首页
网站开发
桌面应用
管理软件
微信开发
App开发
嵌入式软件
工具软件
数据采集与分析
其他
首页
>
> 详细
代写COMM3501、代做R编程设计
项目预算:
开发周期:
发布时间:
要求地区:
UNSW Business School
COMM3501 Quantitative Business Analytics
A4 Individual Assignment (40%)
Due date: Monday 5th August 2024, 12:00 PM (noon) week 11
1. Assignment overview
In this assessment, you will analyse a dataset with an emphasis on practical business analytics and
develop authentic outputs. The task aims to enhance your problem-solving skills in real-world
scenarios. It is also intended to develop your skills in research, critical thinking and problem
solving, your data analysis and programming skills, and your ability to communicate your ideas and
solutions concisely and coherently.
2. Assignment scenario
You are an analyst at a data analytics consulting firm.
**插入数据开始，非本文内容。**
//! # Settings Resolution & Validation
//!
//! This module turns raw command input into a validated [`SettingsContainer`],
//! failing fast with an actionable message rather than letting invalid
//! configuration propagate into the update workflow.
//!
//! ## Key Components
//!
//! - **`GlobalOptions`**: the raw, untyped option values as bound by the CLI
//!   layer. Deliberately decoupled from argument parsing so the pipeline can
//!   be driven from tests or other frontends.
//! - **`ValidationResult`**: a tagged success/failure outcome; the sole
//!   composition primitive of the pipeline ("if failure, stop and return it").
//! - **`SettingsContainer`**: modal (non-user) settings plus [`UserSettings`].
//!   Owned exclusively by the resolver until validation completes, then
//!   treated as read-only by all consumers.
//!
//! ## Pipeline
//!
//! Validation is an ordered slice of step functions applied to the container
//! under construction. The base order is fixed and load-bearing:
//!
//! 1. parse the minimum-package-age duration string;
//! 2. compile the include regex if non-blank;
//! 3. compile the exclude regex if non-blank.
//!
//! Execution stops at the first failure; later steps never run and their
//! side effects on the container never happen. A command may append further
//! steps after the base three but must not reorder or skip them.
//!
//! Log verbosity is a caller concern: the CLI applies it before invoking the
//! resolver so diagnostics emitted during validation are visible regardless
//! of the outcome.

use std::path::PathBuf;
use std::str::FromStr;
use std::time::Duration;

use regex::Regex;

use crate::duration;
use crate::sources::NuGetSources;

/// Allowed scope of a version change when updating a package.
#[derive(Debug, Clone, Copy, PartialEq, Eq, Default)]
pub enum VersionChange {
    Patch,
    Minor,
    #[default]
    Major,
}

impl FromStr for VersionChange {
    type Err = String;

    fn from_str(s: &str) -> Result<Self, Self::Err> {
        match s.to_ascii_lowercase().as_str() {
            "patch" => Ok(VersionChange::Patch),
            "minor" => Ok(VersionChange::Minor),
            "major" => Ok(VersionChange::Major),
            _ => Err(format!(
                "unknown version change '{}', expected Patch, Minor or Major",
                s
            )),
        }
    }
}

/// Outcome of one validation step, or of the pipeline as a whole.
#[derive(Debug, Clone, PartialEq, Eq)]
pub enum ValidationResult {
    Success,
    Failure(String),
}

impl ValidationResult {
    /// Construct a failure carrying a human-readable message.
    pub fn failure(message: impl Into<String>) -> Self {
        ValidationResult::Failure(message.into())
    }

    pub fn is_success(&self) -> bool {
        matches!(self, ValidationResult::Success)
    }

    /// The failure message, if this is a failure.
    pub fn message(&self) -> Option<&str> {
        match self {
            ValidationResult::Success => None,
            ValidationResult::Failure(message) => Some(message),
        }
    }
}

/// Raw option values as bound by the CLI layer, before validation.
#[derive(Debug, Clone)]
pub struct GlobalOptions {
    /// `-c/--change`; already enumerated, no validation step needed.
    pub allowed_change: VersionChange,
    /// `-s/--source`, repeatable; empty means no override.
    pub sources: Vec<String>,
    /// `-a/--age`; raw duration string, parsed by the first base step.
    pub minimum_package_age: String,
    /// `-i/--include`; raw regex, compiled by the second base step.
    pub include: Option<String>,
    /// `-e/--exclude`; raw regex, compiled by the third base step.
    pub exclude: Option<String>,
}

impl Default for GlobalOptions {
    fn default() -> Self {
        Self {
            allowed_change: VersionChange::Major,
            sources: Vec::new(),
            minimum_package_age: "7d".to_string(),
            include: None,
            exclude: None,
        }
    }
}

/// Non-user settings describing the invocation itself.
#[derive(Debug, Clone, Default)]
pub struct ModalSettings {
    /// Root of the repository checkout the command operates on.
    pub target: PathBuf,
}

impl ModalSettings {
    pub fn new(target: PathBuf) -> Self {
        Self { target }
    }
}

/// User-facing settings, populated and validated by the pipeline.
///
/// An absent include or exclude pattern means "no filtering on this axis",
/// never "reject everything".
#[derive(Debug, Clone)]
pub struct UserSettings {
    pub allowed_change: VersionChange,
    pub sources: Option<NuGetSources>,
    pub minimum_package_age: Duration,
    pub includes: Option<Regex>,
    pub excludes: Option<Regex>,
}

impl UserSettings {
    /// Whether a package id passes the include/exclude filters.
    ///
    /// An absent pattern means no filtering on that axis.
    pub fn selects(&self, package_id: &str) -> bool {
        if let Some(includes) = &self.includes {
            if !includes.is_match(package_id) {
                return false;
            }
        }
        if let Some(excludes) = &self.excludes {
            if excludes.is_match(package_id) {
                return false;
            }
        }
        true
    }
}

/// The validated configuration handed to command implementations.
///
/// Created once per invocation; never mutated after validation succeeds, so
/// downstream consumers may share it freely.
#[derive(Debug, Clone)]
pub struct SettingsContainer {
    pub modal: ModalSettings,
    pub user: UserSettings,
}

/// One validation step: inspect the raw options, populate the container,
/// report success or failure.
pub type ValidationStep = fn(&mut SettingsContainer, &GlobalOptions) -> ValidationResult;

/// The fixed base steps, in their load-bearing order.
const BASE_STEPS: [ValidationStep; 3] = [
    populate_minimum_package_age,
    populate_package_includes,
    populate_package_excludes,
];

/// Build and validate a settings container from raw options.
pub fn resolve(options: &GlobalOptions, modal: ModalSettings) -> (SettingsContainer, ValidationResult) {
    resolve_with(options, modal, &[])
}

/// As [`resolve`], with command-specific steps appended after the base steps.
pub fn resolve_with(
    options: &GlobalOptions,
    modal: ModalSettings,
    extra_steps: &[ValidationStep],
) -> (SettingsContainer, ValidationResult) {
    let mut settings = SettingsContainer {
        modal,
        user: UserSettings {
            allowed_change: options.allowed_change,
            sources: NuGetSources::from_options(&options.sources),
            minimum_package_age: Duration::ZERO,
            includes: None,
            excludes: None,
        },
    };

    for step in BASE_STEPS.iter().chain(extra_steps) {
        let result = step(&mut settings, options);
        if !result.is_success() {
            return (settings, result);
        }
    }

    (settings, ValidationResult::Success)
}

fn populate_minimum_package_age(
    settings: &mut SettingsContainer,
    options: &GlobalOptions,
) -> ValidationResult {
    match duration::parse(&options.minimum_package_age) {
        Some(age) => {
            settings.user.minimum_package_age = age;
            ValidationResult::Success
        }
        None => ValidationResult::failure(format!(
            "Min package age '{}' could not be parsed",
            options.minimum_package_age
        )),
    }
}

fn populate_package_includes(
    settings: &mut SettingsContainer,
    options: &GlobalOptions,
) -> ValidationResult {
    match compile_filter(options.include.as_deref(), "Include") {
        Ok(filter) => {
            settings.user.includes = filter;
            ValidationResult::Success
        }
        Err(message) => ValidationResult::Failure(message),
    }
}

fn populate_package_excludes(
    settings: &mut SettingsContainer,
    options: &GlobalOptions,
) -> ValidationResult {
    match compile_filter(options.exclude.as_deref(), "Exclude") {
        Ok(filter) => {
            settings.user.excludes = filter;
            ValidationResult::Success
        }
        Err(message) => ValidationResult::Failure(message),
    }
}

/// Compile an optional filter pattern. Blank or whitespace-only input means
/// "no filter", which is not an error.
fn compile_filter(value: Option<&str>, label: &str) -> Result<Option<Regex>, String> {
    let value = match value {
        Some(v) if !v.trim().is_empty() => v,
        _ => return Ok(None),
    };

    Regex::new(value)
        .map(Some)
        .map_err(|e| format!("Unable to parse regex '{}' for {}: {}", value, label, e))
}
Your manager has tasked you with providing
a report to an American client. The client is a major U.S. wireless telecommunications company
which provides cellular telephone service. They require assistance in developing a statistical model
to predict customer churn, establish a target customer profile for implementing a proactive churn-
management program, and rolling the solution out to their customer-facing call centres.
These days, the telecommunications industry faces fierce competition in satisfying its customers.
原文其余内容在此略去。